At 5.45pm on Thursday I was on my way to Channel 4 News, having tweeted about my forthcoming appearance, scheduled for 7.25pm. Channel 4’s researcher and I had discussed my angle on the topic, which was this:

  • The growing number of mental health issues among young people is, in no small part, a Conservative government-made crisis. Allowing Michael Gove to run roughshod over the education system, merrily squeezing all the things that we know benefit mental wellbeing (sport, art, music, PSHE) out of the curriculum by defunding and deprioritising them, as well as increasing testing, has led to a huge surge in anxiety amongst pupils and teachers alike. Furthermore, there is a direct, statistical link between poor mental health and povert,y and the Tories have presided over the formation of the biggest gap between rich and poor in generations.
     
  • Theresa May’s recent announcement on mental health proposed that all schools should be offered mental health first-aid training. As an instructor for Mental Health First Aid England, I know precisely what this (excellent) course involves. Delegates are taught to detect early symptoms of mental illness and signpost to appropriate further support and services. If these services do not exist, the entire system falls apart. Therefore, in the context of the £58-80 million (depending on which paper you read) cuts to child and adolescent mental health services (CAMHS) since 2010, Ms May’s plans appear at best misguided and at worst an attempt to garner positive publicity without having to make the necessary large gestures which might begin to genuinely tackle the issue.
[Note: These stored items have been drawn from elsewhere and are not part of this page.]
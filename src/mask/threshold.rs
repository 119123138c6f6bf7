use ndarray::{ArrayD, ArrayViewD, Axis};

use crate::{
    error::{Error, Result},
    mask::{
        CHANNEL_AXIS, Connectivity, DEFAULT_FOREGROUND_CHANNEL, LabelGenerator, MAX_LABEL,
        connected_components, remove_small_objects,
    },
};

/// constructs an object label volume via the following method:
/// 1. select the foreground probability channel and drop the channel axis
/// 1. binarize the channel against the threshold, ties counting as foreground
/// 1. label the connected components of the binary volume
/// 1. optionally drop components smaller than `min_object_size` voxels
#[derive(Debug, Clone, PartialEq)]
pub struct LabelExtractor {
    /// index along the channel axis holding the foreground class probability. this is fixed by
    /// the classifier project and cannot be discovered from the volume itself.
    pub foreground_channel: usize,

    /// probabilities at or above this value are foreground
    pub threshold: f32,

    pub connectivity: Connectivity,

    /// objects with fewer voxels are turned into background. 0 and 1 keep everything.
    pub min_object_size: usize,
}

impl LabelExtractor {
    pub fn new(threshold: f32) -> Self {
        Self {
            foreground_channel: DEFAULT_FOREGROUND_CHANNEL,
            threshold,
            connectivity: Connectivity::default(),
            min_object_size: 0,
        }
    }

    pub fn with_foreground_channel(mut self, foreground_channel: usize) -> Self {
        self.foreground_channel = foreground_channel;
        self
    }

    pub fn with_connectivity(mut self, connectivity: Connectivity) -> Self {
        self.connectivity = connectivity;
        self
    }

    pub fn with_min_object_size(mut self, min_object_size: usize) -> Self {
        self.min_object_size = min_object_size;
        self
    }

    /// validates the volume layout and returns a view of the foreground channel with the
    /// channel axis removed.
    pub fn foreground<'a>(&self, volume: ArrayViewD<'a, f32>) -> Result<ArrayViewD<'a, f32>> {
        let shape = volume.shape();

        if shape.len() <= CHANNEL_AXIS {
            return Err(Error::InvalidShape(format!(
                "expected a channel axis at index {}, got shape {:?}",
                CHANNEL_AXIS, shape
            )));
        }

        let channels = shape[CHANNEL_AXIS];
        if channels < 2 {
            return Err(Error::InvalidShape(format!(
                "expected at least 2 probability channels, got shape {:?}",
                shape
            )));
        }
        if self.foreground_channel >= channels {
            return Err(Error::InvalidShape(format!(
                "foreground channel {} is out of range for {} channels",
                self.foreground_channel, channels
            )));
        }

        let spatial_shape: Vec<usize> = shape
            .iter()
            .enumerate()
            .filter_map(|(axis, &len)| (axis != CHANNEL_AXIS).then_some(len))
            .collect();
        if spatial_shape.contains(&0) {
            return Err(Error::EmptyVolume {
                shape: spatial_shape,
            });
        }

        Ok(volume.index_axis_move(Axis(CHANNEL_AXIS), self.foreground_channel))
    }
}

impl LabelGenerator for LabelExtractor {
    fn labels(&self, volume: ArrayViewD<'_, f32>) -> Result<ArrayD<u16>> {
        let probabilities = self.foreground(volume)?;

        log::debug!(
            "Binarizing channel {} of {:?} at threshold {}",
            self.foreground_channel,
            probabilities.shape(),
            self.threshold
        );
        let binary = binarize(&probabilities, self.threshold);

        log::debug!("Labeling Connected Components");
        let mut labeling = connected_components(&binary.view(), self.connectivity)?;

        if self.min_object_size > 1 {
            labeling = remove_small_objects(labeling, self.min_object_size);
        }

        log::trace!("objects: {}", labeling.count);

        if labeling.count > MAX_LABEL as usize {
            return Err(Error::CapacityExceeded {
                count: labeling.count,
            });
        }

        // SAFETY: every label is at most `count`, checked above to fit 16 bits
        Ok(labeling.labels.mapv(|label| label as u16))
    }
}

/// thresholds into a freshly allocated volume, leaving the probabilities untouched. NaN is
/// background.
pub fn binarize(probabilities: &ArrayViewD<'_, f32>, threshold: f32) -> ArrayD<bool> {
    probabilities.mapv(|probability| probability >= threshold)
}

/// labels the objects of a probability volume using channel 1 as foreground and orthogonal
/// connectivity.
pub fn extract_labels(volume: ArrayViewD<'_, f32>, threshold: f32) -> Result<ArrayD<u16>> {
    LabelExtractor::new(threshold).labels(volume)
}
//! the object segmentation workflow, stage by stage

use std::{fs, path::PathBuf};

use crate::{
    classifier::Classifier,
    error::{Error, Result},
    job::{JobContext, JobStatus, ProgressMonitor, StatusReporter},
    mask::LabelGenerator,
    store::{DataStore, InputImage, WorkDirs},
    volume,
};

#[derive(Debug, Clone, PartialEq)]
pub struct Workflow {
    pub dirs: WorkDirs,
    /// channels per plane when the classifier writes one channel per page
    pub channels: usize,
    /// also write a png projection of every mask
    pub preview: bool,
}

/// runs every stage of the workflow, moving the job to `Failed` if any of them fails.
pub fn run<R, S, C, G>(
    ctx: &mut JobContext<R>,
    workflow: &Workflow,
    store: &S,
    classifier: &C,
    generator: &G,
) -> Result<()>
where
    R: StatusReporter,
    S: DataStore,
    C: Classifier,
    G: LabelGenerator,
{
    let result = run_stages(ctx, workflow, store, classifier, generator);

    if let Err(e) = &result {
        log::error!("Workflow failed: {}", e);
        if !ctx.status().is_final() {
            if let Err(report_error) = ctx.fail(e.to_string()) {
                log::warn!("Could not report the failure: {}", report_error);
            }
        }
    }

    result
}

fn run_stages<R, S, C, G>(
    ctx: &mut JobContext<R>,
    workflow: &Workflow,
    store: &S,
    classifier: &C,
    generator: &G,
) -> Result<()>
where
    R: StatusReporter,
    S: DataStore,
    C: Classifier,
    G: LabelGenerator,
{
    ctx.update(JobStatus::Running, 0, "Initialisation...")?;
    let images = store.prepare(&workflow.dirs)?;

    ctx.set_progress(25, "Launching workflow...")?;
    let inputs: Vec<PathBuf> = images.iter().map(|image| image.path.clone()).collect();
    let probabilities = classifier.classify(&inputs, &workflow.dirs.tmp)?;

    label_images(ctx, workflow, generator, &images, &probabilities)?;

    let upload = ProgressMonitor::new(60, 90, "Extracting and uploading polygons from masks");
    store.upload_masks(ctx, &images, &workflow.dirs, &upload)?;

    ctx.set_progress(90, "Computing and uploading metrics...")?;
    store.upload_metrics(ctx, &images, &workflow.dirs)?;

    ctx.update(JobStatus::Terminated, 100, "Finished.")
}

/// turns the probability map of every image into a label mask named after the image.
pub fn label_images<R, G>(
    ctx: &mut JobContext<R>,
    workflow: &Workflow,
    generator: &G,
    images: &[InputImage],
    probabilities: &[PathBuf],
) -> Result<()>
where
    R: StatusReporter,
    G: LabelGenerator,
{
    if images.len() != probabilities.len() {
        return Err(Error::InvalidShape(format!(
            "{} probability maps for {} images",
            probabilities.len(),
            images.len()
        )));
    }

    let monitor = ProgressMonitor::new(25, 60, "Thresholding probabilities");
    for (index, (image, probability)) in images.iter().zip(probabilities).enumerate() {
        log::info!("Extracting objects of {}", image.filename);

        let probability_map = volume::read_probability_volume(probability, workflow.channels)?;
        let labels = generator.labels(probability_map.view().into_dyn())?;

        let mask_path = image.mask_path(&workflow.dirs);
        volume::write_label_volume(&mask_path, &labels.view())?;
        log::info!("Saved mask to {:?}", mask_path);

        let preview_path = image.preview_path(&workflow.dirs);
        if workflow.preview {
            volume::save_preview(&preview_path, &labels.view())?;
        } else if preview_path.is_file() {
            // left over from an earlier run in the same work dir
            fs::remove_file(&preview_path)?;
        }

        monitor.report(ctx, index + 1, images.len())?;
    }

    Ok(())
}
At 6.30pm, as I was on my way to the studio, some breaking news regarding historical abuse claims in Iraq pushed the mental health feature off Channel 4‘s schedule, so my taxi had to turn around and take me back home.
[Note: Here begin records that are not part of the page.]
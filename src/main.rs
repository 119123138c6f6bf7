use clap::Parser;
use objseg::{
    config::JobConfig,
    job::{JobContext, LogReporter},
    pipeline,
};

fn main() -> Result<(), Box<dyn std::error::Error>> {
    env_logger::init();
    let config = JobConfig::parse();

    log::info!(
        "Starting object segmentation of {:?} at threshold {}",
        config.source_dir,
        config.probability_threshold
    );

    let mut ctx = JobContext::new(LogReporter);
    pipeline::run(
        &mut ctx,
        &config.workflow(),
        &config.data_store(),
        &config.classifier(),
        &config.extractor(),
    )?;

    log::info!("Results saved to {:?}", config.results_dir);
    Ok(())
}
In the intervening 45 minutes I’d been inundated with tweets from people who are living and breathing the consequences of residing in a country where the average local authority spends just 1 per cent of its health budget on mental health, despite one in three GP appointments being for a mental health issue.

I heard from parents whose children had been put on six-month waiting lists to receive care for depression (the children were often considered “low risk” because they hadn’t attempted suicide).

I heard from young people who had received a relatively swift (within two weeks) initial “assessment” but had been hanging on interminably since for the paltry six-week course of CBT they desperately hoped would cure their severe anxiety.

I heard from CAMHS workers who said that every day they were screamed at and scapegoated, despite having no control over the brutal cuts their services had faced and the ever higher diagnostic criteria they had been forced to use as a consequence.

Most of all, I heard from teachers.

Teachers fearful of the stigma

Of course, I was contacted by teachers who are dealing with daily incidents of self-harm and panic attacks without any kind of formal training, but there were also those who spoke about their own mental ill health and the stigma surrounding being perceived as unable to “cope”.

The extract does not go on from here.